EXERCISE GOAL: Return the run of lines below that opens with the line containing "its own fallback." and closes with the line containing "map.confidence = compute_confidence(ConfidenceInputs", keeping each one exact.

RAW DATA:
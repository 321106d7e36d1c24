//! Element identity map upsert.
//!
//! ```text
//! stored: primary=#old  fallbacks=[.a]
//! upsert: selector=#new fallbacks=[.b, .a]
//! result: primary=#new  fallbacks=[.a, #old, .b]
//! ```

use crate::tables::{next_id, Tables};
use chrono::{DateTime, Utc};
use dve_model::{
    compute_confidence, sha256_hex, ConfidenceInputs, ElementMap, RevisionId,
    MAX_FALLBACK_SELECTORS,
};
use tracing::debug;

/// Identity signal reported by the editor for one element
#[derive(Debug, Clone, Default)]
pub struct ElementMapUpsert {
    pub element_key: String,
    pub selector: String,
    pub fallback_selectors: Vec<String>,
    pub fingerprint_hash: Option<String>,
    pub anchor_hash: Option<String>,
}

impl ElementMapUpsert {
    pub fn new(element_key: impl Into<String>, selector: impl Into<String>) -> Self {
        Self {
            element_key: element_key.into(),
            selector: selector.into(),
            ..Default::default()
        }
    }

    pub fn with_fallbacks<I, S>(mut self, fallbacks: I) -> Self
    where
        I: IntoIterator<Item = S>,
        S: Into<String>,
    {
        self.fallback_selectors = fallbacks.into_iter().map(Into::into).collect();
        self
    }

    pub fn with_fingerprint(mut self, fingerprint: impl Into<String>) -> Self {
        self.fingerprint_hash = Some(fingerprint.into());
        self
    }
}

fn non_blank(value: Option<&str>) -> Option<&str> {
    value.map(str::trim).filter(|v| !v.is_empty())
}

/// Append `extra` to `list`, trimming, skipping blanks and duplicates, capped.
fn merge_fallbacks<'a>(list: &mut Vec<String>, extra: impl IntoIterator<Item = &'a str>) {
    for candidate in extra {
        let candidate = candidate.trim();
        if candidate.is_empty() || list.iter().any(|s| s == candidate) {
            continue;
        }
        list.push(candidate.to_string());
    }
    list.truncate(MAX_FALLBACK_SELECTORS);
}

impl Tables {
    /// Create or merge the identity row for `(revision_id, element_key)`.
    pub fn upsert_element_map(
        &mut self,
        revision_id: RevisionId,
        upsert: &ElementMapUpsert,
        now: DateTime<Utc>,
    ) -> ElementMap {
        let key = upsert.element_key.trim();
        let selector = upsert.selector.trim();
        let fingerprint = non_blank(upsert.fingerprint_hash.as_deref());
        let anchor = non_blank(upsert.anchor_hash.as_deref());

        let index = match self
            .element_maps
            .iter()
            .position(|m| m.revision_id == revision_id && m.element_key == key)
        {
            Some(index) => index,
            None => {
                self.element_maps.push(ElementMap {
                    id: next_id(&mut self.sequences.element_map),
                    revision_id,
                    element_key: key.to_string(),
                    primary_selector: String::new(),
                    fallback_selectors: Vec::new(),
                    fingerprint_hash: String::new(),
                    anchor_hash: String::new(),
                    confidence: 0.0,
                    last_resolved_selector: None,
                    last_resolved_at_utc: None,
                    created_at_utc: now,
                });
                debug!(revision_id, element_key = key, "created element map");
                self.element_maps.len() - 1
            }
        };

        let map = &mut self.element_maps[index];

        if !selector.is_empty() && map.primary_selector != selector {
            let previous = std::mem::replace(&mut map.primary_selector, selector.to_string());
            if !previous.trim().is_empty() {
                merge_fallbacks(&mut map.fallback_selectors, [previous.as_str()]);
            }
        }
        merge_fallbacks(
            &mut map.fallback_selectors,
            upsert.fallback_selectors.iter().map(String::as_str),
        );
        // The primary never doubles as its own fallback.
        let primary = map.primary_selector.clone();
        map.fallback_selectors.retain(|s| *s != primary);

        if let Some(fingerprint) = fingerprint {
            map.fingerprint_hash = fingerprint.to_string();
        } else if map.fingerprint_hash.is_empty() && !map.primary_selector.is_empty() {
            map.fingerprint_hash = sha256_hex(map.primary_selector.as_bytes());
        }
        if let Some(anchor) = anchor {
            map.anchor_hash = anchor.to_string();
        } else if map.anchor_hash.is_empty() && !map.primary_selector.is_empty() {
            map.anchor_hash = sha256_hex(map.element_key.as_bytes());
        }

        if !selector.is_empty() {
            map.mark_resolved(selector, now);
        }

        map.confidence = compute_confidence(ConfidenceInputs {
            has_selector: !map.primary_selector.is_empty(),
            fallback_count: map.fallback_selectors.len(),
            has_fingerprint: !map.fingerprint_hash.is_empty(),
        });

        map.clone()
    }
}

RESULT:
        // The primary never doubles as its own fallback.
        let primary = map.primary_selector.clone();
        map.fallback_selectors.retain(|s| *s != primary);

        if let Some(fingerprint) = fingerprint {
            map.fingerprint_hash = fingerprint.to_string();
        } else if map.fingerprint_hash.is_empty() && !map.primary_selector.is_empty() {
            map.fingerprint_hash = sha256_hex(map.primary_selector.as_bytes());
        }
        if let Some(anchor) = anchor {
            map.anchor_hash = anchor.to_string();
        } else if map.anchor_hash.is_empty() && !map.primary_selector.is_empty() {
            map.anchor_hash = sha256_hex(map.element_key.as_bytes());
        }

        if !selector.is_empty() {
            map.mark_resolved(selector, now);
        }

        map.confidence = compute_confidence(ConfidenceInputs {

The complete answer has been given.